The recommendation letter stated: “Aunty Edith was a kumu hula, a master instructor for hula and an academic researcher developing her own chants for cultural preservation and academic work. Her contributions extend to the work of environmental scientists and Hawaiian universities that teach her philosophies and scientific methods and position Hawaiʻi, and the United States, in the global conversation on climate resilience.”

In March 2023, a commemorative quarter honoring Kanakaʻole was released into circulation by the U.S. Mint. She is one of five American women to be minted on new quarters as part of the 2023 honorees for the American Women Quarters Program.

An accomplished kumu hula, award-winning composer and singer, Frank Hewett is an advocate for the culture and arts of Hawaiʻi as well as an author, researcher and practitioner of Hawaiian medicine. While Hewett shares his wealth of knowledge with students as a Hawaiian studies lecturer at Windward Community College, the recognition was proposed based on his numerous lifetime achievements.
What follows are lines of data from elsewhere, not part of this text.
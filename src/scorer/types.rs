use crate::error::{GradeError, GradeResult};
use crate::frequency::Bigram;
use serde::Serialize;

#[derive(Debug, Clone, PartialEq, Serialize)]
pub struct GradeRow {
    pub layout: String,
    // Aligned with `GradeTable::languages`
    pub grades: Vec<f64>,
}

/// Grades for every (layout, language) pair. Lower is better.
#[derive(Debug, Clone, Default, PartialEq, Serialize)]
pub struct GradeTable {
    pub languages: Vec<String>,
    pub rows: Vec<GradeRow>,
}

impl GradeTable {
    pub fn column(&self, language: &str) -> Option<usize> {
        self.languages.iter().position(|l| l == language)
    }

    pub fn get(&self, layout: &str, language: &str) -> Option<f64> {
        let col = self.column(language)?;
        self.rows
            .iter()
            .find(|r| r.layout == layout)
            .map(|r| r.grades[col])
    }

    /// Appends a column holding the weighted sum of existing language columns.
    pub fn add_blend(&mut self, name: &str, weights: &[(String, f64)]) -> GradeResult<()> {
        if self.column(name).is_some() {
            return Err(GradeError::Config(format!(
                "Blend column '{}' collides with an existing language",
                name
            )));
        }
        let mut resolved = Vec::with_capacity(weights.len());
        for (lang, w) in weights {
            let col = self.column(lang).ok_or_else(|| {
                GradeError::Validation(format!("Blend refers to unknown language '{}'", lang))
            })?;
            resolved.push((col, *w));
        }
        for row in &mut self.rows {
            let blended = resolved.iter().map(|&(col, w)| row.grades[col] * w).sum();
            row.grades.push(blended);
        }
        self.languages.push(name.to_string());
        Ok(())
    }

    /// Stable ascending sort on one language column.
    pub fn sort_by(&mut self, language: &str) -> GradeResult<()> {
        let col = self.column(language).ok_or_else(|| {
            GradeError::Validation(format!("Cannot sort by unknown language '{}'", language))
        })?;
        self.rows
            .sort_by(|a, b| a.grades[col].total_cmp(&b.grades[col]));
        Ok(())
    }

    /// Drops language columns from the table; unknown names are ignored.
    pub fn hide(&mut self, languages: &[String]) {
        let keep: Vec<bool> = self
            .languages
            .iter()
            .map(|l| !languages.contains(l))
            .collect();
        self.languages = keep_columns(&self.languages, &keep);
        for row in &mut self.rows {
            row.grades = keep_columns(&row.grades, &keep);
        }
    }

    /// Keeps layouts whose name contains `filter`, ignoring case.
    pub fn retain_layouts(&mut self, filter: &str) {
        let needle = filter.to_lowercase();
        self.rows
            .retain(|r| r.layout.to_lowercase().contains(&needle));
    }
}

fn keep_columns<T: Clone>(values: &[T], keep: &[bool]) -> Vec<T> {
    values
        .iter()
        .zip(keep)
        .filter(|(_, k)| **k)
        .map(|(v, _)| v.clone())
        .collect()
}

/// One bigram's share of a grade.
#[derive(Debug, Clone, PartialEq, Serialize)]
pub struct BigramContribution {
    pub bigram: Bigram,
    pub frequency: f64,
    pub cost: f64,
    pub contribution: f64,
}
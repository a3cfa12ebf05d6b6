use crate::error::{GradeError, GradeResult};
use crate::frequency::Bigram;
use crate::keys::{KeyId, KeyInfo, KeyTable};
use crate::layouts::Layout;
use crate::penalties::{FingerPair, PenaltyTable, RowJump};

/// How one bigram is typed on one layout.
#[derive(Debug, Clone, PartialEq)]
pub struct Transition {
    pub first: KeyId,
    pub second: KeyId,
    pub base_cost: f64,
    pub is_same_hand: bool,
    pub is_repeat: bool,

    // Only filled when a same-hand penalty applies
    pub fingers: Option<FingerPair>,
    pub row_jump: Option<RowJump>,
    pub penalty: f64,
}

impl Transition {
    pub fn cost(&self) -> f64 {
        self.base_cost + self.penalty
    }
}

/// Ergonomic cost of a bigram: both keys' base weights, plus a same-hand
/// transition penalty looked up by (finger pair, row jump).
#[derive(Debug, Clone)]
pub struct ErgonomicModel {
    keys: KeyTable,
    penalties: PenaltyTable,
}

impl ErgonomicModel {
    pub fn new(keys: KeyTable, penalties: PenaltyTable) -> Self {
        Self { keys, penalties }
    }

    pub fn keys(&self) -> &KeyTable {
        &self.keys
    }

    pub fn penalties(&self) -> &PenaltyTable {
        &self.penalties
    }

    /// `None` when either character has no key on the layout.
    pub fn analyze(&self, bigram: Bigram, layout: &Layout) -> GradeResult<Option<Transition>> {
        let (Some(k1), Some(k2)) = (layout.key_for(bigram.first), layout.key_for(bigram.second))
        else {
            return Ok(None);
        };
        let info1 = self.key_info(k1, layout)?;
        let info2 = self.key_info(k2, layout)?;

        let mut t = Transition {
            first: k1.clone(),
            second: k2.clone(),
            base_cost: info1.weight + info2.weight,
            is_same_hand: k1.same_hand(k2),
            is_repeat: bigram.is_repeat(),
            fingers: None,
            row_jump: None,
            penalty: 0.0,
        };

        // Typing the same key twice carries no transition penalty.
        if !t.is_same_hand || t.is_repeat {
            return Ok(Some(t));
        }

        let undefined = |reason: String| GradeError::UndefinedPenalty {
            first: k1.to_string(),
            second: k2.to_string(),
            reason,
        };

        let (Some(f1), Some(r1)) = (info1.finger, info1.row) else {
            return Err(undefined(format!("key {} has no finger/row class", k1)));
        };
        let (Some(f2), Some(r2)) = (info2.finger, info2.row) else {
            return Err(undefined(format!("key {} has no finger/row class", k2)));
        };

        let distance = r1.abs_diff(r2);
        let jump = RowJump::from_distance(distance)
            .ok_or_else(|| undefined(format!("row jump of {} rows has no penalty column", distance)))?;
        let pair = FingerPair::new(f1, f2);
        let penalty = self
            .penalties
            .lookup(pair, jump)
            .ok_or_else(|| undefined(format!("no '{}' penalty for finger pair '{}'", jump, pair)))?;

        t.fingers = Some(pair);
        t.row_jump = Some(jump);
        t.penalty = penalty;
        Ok(Some(t))
    }

    /// Cost of `bigram` on `layout`; 0 when the layout lacks either character.
    pub fn cost(&self, bigram: Bigram, layout: &Layout) -> GradeResult<f64> {
        Ok(self
            .analyze(bigram, layout)?
            .map_or(0.0, |t| t.cost()))
    }

    fn key_info(&self, id: &KeyId, layout: &Layout) -> GradeResult<&KeyInfo> {
        self.keys.get(id).ok_or_else(|| {
            GradeError::Config(format!(
                "Layout '{}' assigns key '{}' which is not in [keys]",
                layout.name(),
                id
            ))
        })
    }
}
As a member of the Hawaiʻi Academy of Recording Arts, Hewett has won numerous Nā Hōkū Hanohano awards as a composer and performer. He started his hālau in 1978 and continues to teach hula to students from around the world. Hewett is currently directing a project to document the learning experiences, teaching methods and upbringing of kumu hula who are considered kūpuna to preserve that knowledge for future generations.

Jerald Keaulana has numerous accomplishments as a historian, musician, composer, kumu hula, educator, author, researcher, advisor, community leader and advocate. The Bishop Museum Kimo Alama Keaulana Mele Collection was named after him when he committed more than 1,000 mele to their archives.

One of the letters of support stated: “Uncle Kimo continues to encourage others around him to realize their own potential and ability to promote the Hawaiian culture with integrity. He inspires countless people of all ages as a role model, choosing to remain in alignment with our Kūpuna in caring for their knowledge and using it to reach our cultural understanding.”